一方で、ドラッグストアで働くことのデメリットとしては、次の3つが挙げられます。
・医薬品販売以外の業務もある
・勤務時間が不安定になりやすい
・日祝日の勤務も当たり前

医薬品販売以外の業務もある

ドラッグストアでは、医薬品の販売だけでなく、食品や日用品を販売することも求められています。品出しやレジ打ちでへとへとになってしまうこともあり、「せっかく医薬品の勉強を何年もしたのに、誰でもできそうな仕事をするなんて!」と考えてしまうもの。売り場作りやPOP作りも、楽しめる方なら問題はありませんが、苦手な方にとってはゆううつの原因となってしまうのです。

勤務時間が不安定になりやすい

ドラッグストアの中には24時間営業をしている店舗もあるため、働くスタッフの勤務時間は不安定になってしまいがち。13時~22時や15時~24時という遅番シフトも実際にあるので、ワークライフバランスに影響が出てしまいます。

日祝日の勤務も当たり前

日曜日だけでなく年末年始、ゴールデンウイーク、お盆など、世間がお休みの間もドラッグストアは営業しています。
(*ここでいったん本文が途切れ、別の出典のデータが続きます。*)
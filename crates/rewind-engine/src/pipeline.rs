//! Request pipeline
//!
//! resolve -> (re-reverse | beta | queue hand-off) -> cache check -> fetch -> probe ->
//! select -> reverse -> upload -> cache insert -> reply
//!
//! Every request ends in exactly one [`RequestOutcome`].

use std::collections::HashMap;
use std::sync::Arc;
use std::time::Duration;

use async_trait::async_trait;
use bytes::Bytes;
use rewind_core::constants::{fill, AUTOMOD_AUTHOR};
use rewind_core::{AppError, Comment, Config, Context, ErrorMetadata, LogLevel, RequestOutcome};
use rewind_db::{BetaRepository, DedupRepository, InMemoryBetaRepository};
use rewind_hosts::MediaFetcher;
use rewind_processing::{MediaProbe, MediaTransform};
use rewind_worker::{Job, JobHandler, RequestQueue};

use crate::cache::DedupCache;
use crate::platform::PlatformClient;
use crate::reply::ReplyComposer;
use crate::resolver::{source_url, ContextResolver};
use crate::router::{HostRegistry, HostRouter, PayloadSource, PlannedUpload, RouteOutcome};

#[derive(Clone, Debug)]
pub struct PipelineSettings {
    pub bot_username: String,
    /// Sleep between the two attempts against one host.
    pub upload_retry_delay: Duration,
    /// Beta preview link; `{}` receives the source media id.
    pub preview_url_template: String,
}

impl From<&Config> for PipelineSettings {
    fn from(config: &Config) -> Self {
        Self {
            bot_username: config.bot_username.clone(),
            upload_retry_delay: config.upload_retry_delay(),
            preview_url_template: config.preview_url_template.clone(),
        }
    }
}

/// Map a collaborator error onto a terminal outcome.
fn classify(stage: &str, err: &AppError) -> RequestOutcome {
    let code = err.error_code();
    match err.log_level() {
        LogLevel::Debug => tracing::debug!(stage, error_code = code, error = %err, "Request stage failed"),
        LogLevel::Warn => tracing::warn!(stage, error_code = code, error = %err, "Request stage failed"),
        LogLevel::Error => tracing::error!(stage, error_code = code, error = %err, "Request stage failed"),
    }

    let reason = format!("{} failed: {}", stage, err);
    if err.is_recoverable() {
        RequestOutcome::upload_failure(reason)
    } else {
        RequestOutcome::user_failure(reason)
    }
}

pub struct RequestPipeline {
    resolver: ContextResolver,
    cache: DedupCache,
    router: HostRouter,
    beta: Arc<dyn BetaRepository>,
    fetcher: Arc<dyn MediaFetcher>,
    probe: Arc<dyn MediaProbe>,
    transform: Arc<dyn MediaTransform>,
    reply: ReplyComposer,
    settings: PipelineSettings,
}

impl RequestPipeline {
    pub fn builder() -> RequestPipelineBuilder {
        RequestPipelineBuilder::default()
    }

    pub fn cache(&self) -> &DedupCache {
        &self.cache
    }

    pub fn router(&self) -> &HostRouter {
        &self.router
    }

    /// Handle one summon comment.
    ///
    /// With a queue, the resolved request is handed off and the call returns
    /// immediately; the queue consumer later re-enters through [`JobHandler`].
    #[tracing::instrument(skip(self, trigger, queue), fields(trigger.id = %trigger.id, subreddit = %trigger.subreddit))]
    pub async fn process(
        &self,
        trigger: &Comment,
        queue: Option<&dyn RequestQueue>,
    ) -> RequestOutcome {
        let outcome = self.run(trigger, queue).await;
        match &outcome {
            RequestOutcome::Success => tracing::info!(outcome = outcome.as_str(), "Request finished"),
            RequestOutcome::UserFailure(reason) | RequestOutcome::UploadFailure(reason) => {
                tracing::info!(outcome = outcome.as_str(), reason = %reason, "Request finished")
            }
        }
        outcome
    }

    async fn run(&self, trigger: &Comment, queue: Option<&dyn RequestQueue>) -> RequestOutcome {
        let Some(author) = trigger.author.as_deref() else {
            return RequestOutcome::user_failure("Summon author was deleted");
        };

        let beta = self.is_beta(author, &trigger.subreddit).await;

        let mut ctx = match self.resolver.resolve(trigger).await {
            Ok(ctx) => ctx,
            Err(e) => {
                tracing::warn!(error = %e, "Context resolution failed");
                return RequestOutcome::user_failure(format!("Could not resolve context: {}", e));
            }
        };

        let Some(reference) = ctx.reference.clone() else {
            return RequestOutcome::user_failure("No media found");
        };

        if ctx.rereverse && !ctx.reupload {
            tracing::debug!(url = %reference.url, "Re-reverse, replying with the original");
            return self.reply.send(&ctx, &reference.url, ctx.sensitive).await;
        }

        ctx.beta = beta;

        if let Some(queue) = queue {
            return match queue.enqueue(ctx.to_map(), reference).await {
                Ok(()) => RequestOutcome::Success,
                Err(e) => classify("Enqueue", &e),
            };
        }

        self.process_context(ctx).await
    }

    async fn is_beta(&self, author: &str, subreddit: &str) -> bool {
        let name = if author.eq_ignore_ascii_case(AUTOMOD_AUTHOR) {
            format!("/r/{}", subreddit)
        } else {
            author.to_string()
        };

        match self.beta.is_opted_in(&name).await {
            Ok(opted_in) => opted_in,
            Err(e) => {
                tracing::warn!(error = %e, name = %name, "Beta lookup failed");
                false
            }
        }
    }

    /// Run a resolved context to its outcome.
    #[tracing::instrument(skip(self, ctx), fields(trigger.id = %ctx.trigger_id))]
    pub async fn process_context(&self, ctx: Context) -> RequestOutcome {
        let Some(reference) = ctx.reference.clone() else {
            return RequestOutcome::user_failure("No media found");
        };

        if ctx.beta {
            let url = fill(&self.settings.preview_url_template, &reference.id);
            return self.reply.send(&ctx, &url, ctx.sensitive).await;
        }

        let key = reference.key();
        let guard = self.cache.lock_origin(&key).await;

        // A reupload keeps the current pairing until its replacement is uploaded.
        if !ctx.reupload {
            match self.cache.lookup(&key).await {
                Ok(Some(hit)) => {
                    let url = self
                        .router
                        .registry()
                        .url_for(&hit.reference)
                        .or_else(|| source_url(&hit.reference.host, &hit.reference.id));
                    match url {
                        Some(url) => {
                            drop(guard);
                            return self.reply.send(&ctx, &url, hit.sensitive || ctx.sensitive).await;
                        }
                        None => {
                            tracing::warn!(paired = %hit.reference, "Cached host is unknown, dropping record");
                            if let Err(e) = self.cache.delete(&key).await {
                                return classify("Cache delete", &e);
                            }
                        }
                    }
                }
                Ok(None) => {}
                Err(e) => return classify("Cache lookup", &e),
            }
        }

        let data = match self.fetcher.fetch(&reference).await {
            Ok(data) => data,
            Err(e) => return classify("Download", &e),
        };

        let descriptor = match self.probe.probe(&reference, data).await {
            Ok(descriptor) => descriptor,
            Err(e) => return classify("Probe", &e),
        };
        if !descriptor.is_analyzable() {
            return RequestOutcome::user_failure("Media could not be analyzed");
        }

        let plan = self.router.select_candidates(&descriptor, ctx.sensitive);
        if plan.is_empty() {
            return RequestOutcome::user_failure("File too large or unsupported for every upload host");
        }

        let mut reversals = LazyReversal::new(self.transform.as_ref());
        match self
            .router
            .attempt_upload_with(&plan, ctx.sensitive, &mut reversals)
            .await
        {
            RouteOutcome::Uploaded(uploaded) => {
                if ctx.reupload {
                    if let Err(e) = self.cache.delete(&key).await {
                        tracing::error!(error = %e, origin = %key, "Failed to drop replaced dedup record");
                    }
                }
                if let Err(e) = self.cache.insert(&key, &uploaded.key(), ctx.sensitive).await {
                    tracing::error!(error = %e, origin = %key, "Failed to store dedup record");
                }
                drop(guard);
                self.reply.send(&ctx, &uploaded.url, ctx.sensitive).await
            }
            RouteOutcome::UserFailure(reason) => RequestOutcome::UserFailure(reason),
            RouteOutcome::UploadFailure(reason) => RequestOutcome::UploadFailure(reason),
        }
    }
}

/// Reverses each candidate once, on first use. A candidate that fails to reverse is
/// skipped for every host.
struct LazyReversal<'a> {
    transform: &'a dyn MediaTransform,
    reversed: HashMap<usize, Option<Bytes>>,
}

impl<'a> LazyReversal<'a> {
    fn new(transform: &'a dyn MediaTransform) -> Self {
        Self {
            transform,
            reversed: HashMap::new(),
        }
    }
}

#[async_trait]
impl<'a> PayloadSource for LazyReversal<'a> {
    async fn payload(&mut self, pair: &PlannedUpload) -> Option<Bytes> {
        if let Some(data) = self.reversed.get(&pair.candidate_index) {
            return data.clone();
        }

        let data = match self.transform.reverse(&pair.candidate).await {
            Ok(data) => Some(data),
            Err(e) => {
                tracing::warn!(
                    error = %e,
                    encoding = %pair.candidate.encoding,
                    "Reversal failed, dropping candidate"
                );
                None
            }
        };
        self.reversed.insert(pair.candidate_index, data.clone());
        data
    }
}

#[async_trait]
impl JobHandler for RequestPipeline {
    async fn handle_job(self: Arc<Self>, job: &Job) -> RequestOutcome {
        let mut ctx = match Context::from_map(job.context.clone()) {
            Ok(ctx) => ctx,
            Err(e) => {
                tracing::error!(error = %e, job_id = job.id, "Unreadable queued context");
                return RequestOutcome::user_failure(format!("Unreadable queued context: {}", e));
            }
        };
        if ctx.reference.is_none() {
            ctx.reference = Some(job.reference.clone());
        }
        self.process_context(ctx).await
    }
}

#[derive(Default)]
pub struct RequestPipelineBuilder {
    platform: Option<Arc<dyn PlatformClient>>,
    registry: Option<Arc<HostRegistry>>,
    dedup: Option<Arc<dyn DedupRepository>>,
    beta: Option<Arc<dyn BetaRepository>>,
    fetcher: Option<Arc<dyn MediaFetcher>>,
    probe: Option<Arc<dyn MediaProbe>>,
    transform: Option<Arc<dyn MediaTransform>>,
    settings: Option<PipelineSettings>,
}

impl RequestPipelineBuilder {
    pub fn platform(mut self, platform: Arc<dyn PlatformClient>) -> Self {
        self.platform = Some(platform);
        self
    }

    pub fn registry(mut self, registry: Arc<HostRegistry>) -> Self {
        self.registry = Some(registry);
        self
    }

    pub fn dedup_repository(mut self, repository: Arc<dyn DedupRepository>) -> Self {
        self.dedup = Some(repository);
        self
    }

    /// Optional. Defaults to an empty opt-in list.
    pub fn beta_repository(mut self, repository: Arc<dyn BetaRepository>) -> Self {
        self.beta = Some(repository);
        self
    }

    pub fn fetcher(mut self, fetcher: Arc<dyn MediaFetcher>) -> Self {
        self.fetcher = Some(fetcher);
        self
    }

    pub fn probe(mut self, probe: Arc<dyn MediaProbe>) -> Self {
        self.probe = Some(probe);
        self
    }

    pub fn transform(mut self, transform: Arc<dyn MediaTransform>) -> Self {
        self.transform = Some(transform);
        self
    }

    pub fn settings(mut self, settings: PipelineSettings) -> Self {
        self.settings = Some(settings);
        self
    }

    pub fn build(self) -> Result<RequestPipeline, AppError> {
        fn required<T>(value: Option<T>, name: &str) -> Result<T, AppError> {
            value.ok_or_else(|| AppError::Config(format!("Pipeline requires a {}", name)))
        }

        let platform = required(self.platform, "platform client")?;
        let registry = required(self.registry, "host registry")?;
        let settings = required(self.settings, "settings")?;

        Ok(RequestPipeline {
            resolver: ContextResolver::new(platform.clone(), &settings.bot_username)?,
            cache: DedupCache::new(required(self.dedup, "dedup repository")?),
            router: HostRouter::new(registry, settings.upload_retry_delay),
            beta: self
                .beta
                .unwrap_or_else(|| Arc::new(InMemoryBetaRepository::new())),
            fetcher: required(self.fetcher, "media fetcher")?,
            probe: required(self.probe, "media probe")?,
            transform: required(self.transform, "media transform")?,
            reply: ReplyComposer::new(platform),
            settings,
        })
    }
}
家族で予定を合わせたり、他の業種の友人と出かけたりすることは難しくなるかもしれません。

ドラッグストアにおけるやりがい

ドラッグストアにおけるやりがいは、他の業種とくらべてどうなのでしょうか?

製薬会社のMRでは患者さんに触れることが出来ず、数字ばかりに追われて「こんなはずじゃなかった」と悩みをかかえがちなもの。調剤薬局の薬剤師でも、医師の処方箋通りにお薬を正確に調剤することが仕事であり、自身の裁量でお薬を提案することは現実としては難しいでしょう。「予防の為に○○というサプリメントを試すと良いですよ。」と患者さんに提案したところ、門前の医師から「俺の仕事を邪魔する気か!」と怒りの電話がくることも。

しかし、ドラッグストアでは薬剤師の裁量でお薬を提案することもできるので、やりがいを感じながら仕事をしている方が多いといわれています。門前や近隣医院とのしがらみも少なく、患者様さんの求めに対して、素直な受けことができるのです。もちろん勉強はしっかりとしなくてはなりませんが、「あなたに教えてもらったお薬のおかげで良くなった」と言ってもらえた時の喜びは、何事にも変えられないものでしょう。

まとめ

ドラッグストアで働く薬剤師について、様々な角度からご紹介させていただきました。

ドラッグストアは薬剤師が専門性を発揮することが出来る職場であり、やりがいのある職場といえます。もちろん思い通りにいかないことも多く、患者さんに怒られてしまい、つらい思いをすることもあるでしょう。忙しい時期には体力的に疲弊してしまうこともあります。

しかし、自分の中で目指している薬剤師像があれば、多くの困難は乗り越えられるもの。ドラッグストアの仕事に興味がある方は、ぜひこの記事を参考にして、理想の薬剤師を思い描くようにして下さいね。